The message from the findings needs to reach girls who are considering treatment, because the risk of reduced fertility may outweigh the benefit of reduced height, said Dr. Emile Hendriks, the lead author of the study from the Erasmus Medical Center in Rotterdam, The Netherlands in email to Reuters Health. "It also needs to reach treated women who need to be well informed when they consider their family planning."
This use for estrogen gained popularity about 50 years ago after researchers found it might limit the growth of girls who were much taller than their peers in adolescence. According to one estimate, up to 5,000 girls in the U.S. were treated with estrogen, and many more in Europe.
At that time, "women were basically supposed to get married and have children, and that would be harder if you were a very tall woman, everybody believed," Christine Cosgrove, co-author of Normal at Any Cost: Tall Girls, Short Boys, and the Medical Industry's Quest to Manipulate Height, told Reuters Health.
"There were so many parents, mostly mothers probably, who just feared that their daughters' lives would be ruined if they ended up being six feet tall, because they'd never have a husband and a family," she said.
Some tall girls are still treated with estrogen today -- more in Europe than in the United States -- and estrogen is currently given to these girls in about the same dose that is in a birth control pill, Cosgrove said. In the past, it might have been given at 100 times that dose before doctors realized the potential dangers, she said.
For the current study, Hendriks and his colleagues recruited 239 Dutch women who had been treated as adolescents between 1968 and 1998 with high doses of estrogen to stunt their growth. They also gathered another group of tall women who had not been treated. All of the women filled out questionnaires about their attempts to conceive and any fertility treatment they had needed.
Women who had the estrogen treatment were more likely to have trouble conceiving than untreated women, according to results published in the Journal of Clinical Endocrinology & Metabolism.
Of those who had tried to get pregnant after being treated with estrogen, 82 percent successfully conceived, compared to 95 percent of untreated women who conceived.
And 71 percent of the treated women gave birth to a live baby, compared to 90 percent of the untreated group.
It also took women treated with estrogen longer to get pregnant -- 56 percent were able to conceive in less than a year of trying, whereas 79 percent of untreated women got pregnant over that same time span.

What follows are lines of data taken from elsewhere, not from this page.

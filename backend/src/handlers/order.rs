//! HTTP handlers for customer orders

use axum::{
    extract::{Path, Query, State},
    http::StatusCode,
    Json,
};
use serde::Deserialize;
use uuid::Uuid;

use crate::error::AppResult;
use crate::middleware::CurrentUser;
use crate::models::{Order, OrderStatus};
use crate::services::order::{CreateOrderInput, KanbanColumn, OrderFilter, StatusChange};
use crate::services::OrderService;
use crate::AppState;

#[derive(Debug, Deserialize)]
pub struct UpdateStatusRequest {
    pub status: OrderStatus,
}

/// Create an order
pub async fn create_order(
    State(state): State<AppState>,
    current_user: CurrentUser,
    Json(input): Json<CreateOrderInput>,
) -> AppResult<(StatusCode, Json<Order>)> {
    let service = OrderService::new(state.db);
    let order = service.create(current_user.0.business_id, input).await?;
    Ok((StatusCode::CREATED, Json(order)))
}

/// List orders by date range and status
pub async fn list_orders(
    State(state): State<AppState>,
    current_user: CurrentUser,
    Query(filter): Query<OrderFilter>,
) -> AppResult<Json<Vec<Order>>> {
    let service = OrderService::new(state.db);
    let orders = service.list(current_user.0.business_id, &filter).await?;
    Ok(Json(orders))
}

/// Orders grouped by status
pub async fn get_order_board(
    State(state): State<AppState>,
    current_user: CurrentUser,
    Query(filter): Query<OrderFilter>,
) -> AppResult<Json<Vec<KanbanColumn>>> {
    let service = OrderService::new(state.db);
    let board = service.board(current_user.0.business_id, &filter).await?;
    Ok(Json(board))
}

/// Get an order
pub async fn get_order(
    State(state): State<AppState>,
    current_user: CurrentUser,
    Path(order_id): Path<Uuid>,
) -> AppResult<Json<Order>> {
    let service = OrderService::new(state.db);
    let order = service.get(current_user.0.business_id, order_id).await?;
    Ok(Json(order))
}

/// Move an order to another status
pub async fn update_order_status(
    State(state): State<AppState>,
    current_user: CurrentUser,
    Path(order_id): Path<Uuid>,
    Json(body): Json<UpdateStatusRequest>,
) -> AppResult<Json<StatusChange>> {
    let service = OrderService::new(state.db);
    let change = service
        .update_status(current_user.0.business_id, order_id, body.status)
        .await?;
    Ok(Json(change))
}

/// Delete an order
pub async fn delete_order(
    State(state): State<AppState>,
    current_user: CurrentUser,
    Path(order_id): Path<Uuid>,
) -> AppResult<StatusCode> {
    let service = OrderService::new(state.db);
    service.delete(current_user.0.business_id, order_id).await?;
    Ok(StatusCode::NO_CONTENT)
}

In addition, estrogen-treated women were more likely to get infertility treatment or to visit a doctor for problems related to infertility.

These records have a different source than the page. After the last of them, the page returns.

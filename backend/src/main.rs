//! Cozinha ao Lucro - Backend Server
//!
//! Costing, stock and order management for home-based food producers.

use axum::{routing::get, Router};
use sqlx::postgres::PgPoolOptions;
use std::{net::SocketAddr, sync::Arc, time::Duration};
use tower::ServiceBuilder;
use tower_http::{
    compression::CompressionLayer,
    cors::{Any, CorsLayer},
    trace::TraceLayer,
};
use tracing_subscriber::{layer::SubscriberExt, util::SubscriberInitExt};

mod config;
mod error;
mod handlers;
mod middleware;
mod models;
mod routes;
mod services;

pub use config::Config;

/// Application state shared across handlers
#[derive(Clone)]
pub struct AppState {
    pub db: sqlx::PgPool,
    pub config: Arc<Config>,
}

#[tokio::main]
async fn main() -> anyhow::Result<()> {
    // .env may carry RUST_LOG and CAL_LOG_FORMAT, so load it first
    dotenvy::dotenv().ok();
    init_tracing();

    // Load configuration
    let config = config::Config::load()?;

    tracing::info!("Starting Cozinha ao Lucro server");
    tracing::info!("Environment: {}", config.environment);

    // Create database connection pool
    tracing::info!("Connecting to database...");
    let db_pool = PgPoolOptions::new()
        .max_connections(config.database.max_connections)
        .min_connections(config.database.min_connections)
        .acquire_timeout(Duration::from_secs(30))
        .connect(&config.database.url)
        .await?;

    tracing::info!("Database connection established");

    // Run migrations in development
    if config.environment == "development" {
        tracing::info!("Running database migrations...");
        sqlx::migrate!("./migrations").run(&db_pool).await?;
        tracing::info!("Migrations completed");
    }

    let host: std::net::IpAddr = config.server.host.parse()?;
    let addr = SocketAddr::new(host, config.server.port);

    let state = AppState {
        db: db_pool,
        config: Arc::new(config),
    };

    let app = create_app(state);

    tracing::info!("Listening on {}", addr);

    let listener = tokio::net::TcpListener::bind(addr).await?;
    axum::serve(listener, app).await?;

    Ok(())
}

/// Plain text logs by default, JSON lines when CAL_LOG_FORMAT=json
fn init_tracing() {
    let filter = tracing_subscriber::EnvFilter::try_from_default_env()
        .unwrap_or_else(|_| "cal_server=debug,tower_http=debug,sqlx=warn".into());
    let json = std::env::var("CAL_LOG_FORMAT").is_ok_and(|f| f.eq_ignore_ascii_case("json"));

    tracing_subscriber::registry()
        .with(filter)
        .with(json.then(|| tracing_subscriber::fmt::layer().json()))
        .with((!json).then(tracing_subscriber::fmt::layer))
        .init();
}

/// Create the application router with all routes and middleware
fn create_app(state: AppState) -> Router {
    let cors = CorsLayer::new()
        .allow_origin(Any)
        .allow_methods(Any)
        .allow_headers(Any);

    Router::new()
        .route("/", get(root))
        .nest("/api/v1", routes::api_routes(state.clone()))
        .layer(
            ServiceBuilder::new()
                .layer(TraceLayer::new_for_http())
                .layer(CompressionLayer::new())
                .layer(cors),
        )
        .with_state(state)
}

/// Root endpoint
async fn root() -> &'static str {
    "Cozinha ao Lucro API v1.0"
}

Some of the women in each group underwent tests to determine how well their ovaries were functioning. It turned out that treated women were almost three times as likely to have ovaries that showed signs they might be about to fail, based on hormone levels. That could be one of the reasons these women had more trouble getting pregnant, according to the authors.
The study is important because it's only the second one of its kind, researchers say, although the finding that high doses of estrogen in adolescence may impact fertility later on isn't necessarily surprising.
In an interview with Reuters Health, Dr. Donna Baird, who heads the Women's Health Group at the National Institute of Environmental Health Sciences and was one of the authors of the first study to show this link, said, "The time when (the ovary) is developing in adolescence is clearly an important time. Anything that a girl is exposed to at that time may have much more effect."
Some boys have also been treated with hormones -- in their case, testosterone -- in attempts to stunt their growth. One study suggested testosterone treatment may not affect boys' fertility in the future but is linked to lower testosterone levels when they become adults (see Reuters Health story of October 27, 2010.)
In the opposite scenario, treating short kids with growth hormone during adolescence to help them grow taller has been gaining in popularity in recent years. Until recently, this treatment was only used when there was a medical reason for short stature. The treatment was only started on kids with no medical basis to their short stature within the last decade, and "we don't have the real long-term data," Dr. Joyce Lee, a pediatric endocrinologist in the University of Michigan Health System who was not involved in the current research, told Reuters Health. "We need to wait 30 years to find that answer."
In another recent study, many doctors said they would keep treating short kids with growth hormone even if they weren't responding after a year on the treatment (see Reuters Health story of August 30, 2010.)
"There's always going to be unknown consequences of any medical therapy," Lee said. "The important lesson is, (estrogen) wasn't really prescribed for life-threatening causes," just as growth hormone treatment isn't generally a life-or-death matter today.
"Being tall or being short isn't a disease in most cases," Cosgrove said. "These efforts to treat it as one I think are probably doomed to backfire, and they seem to be backfiring now."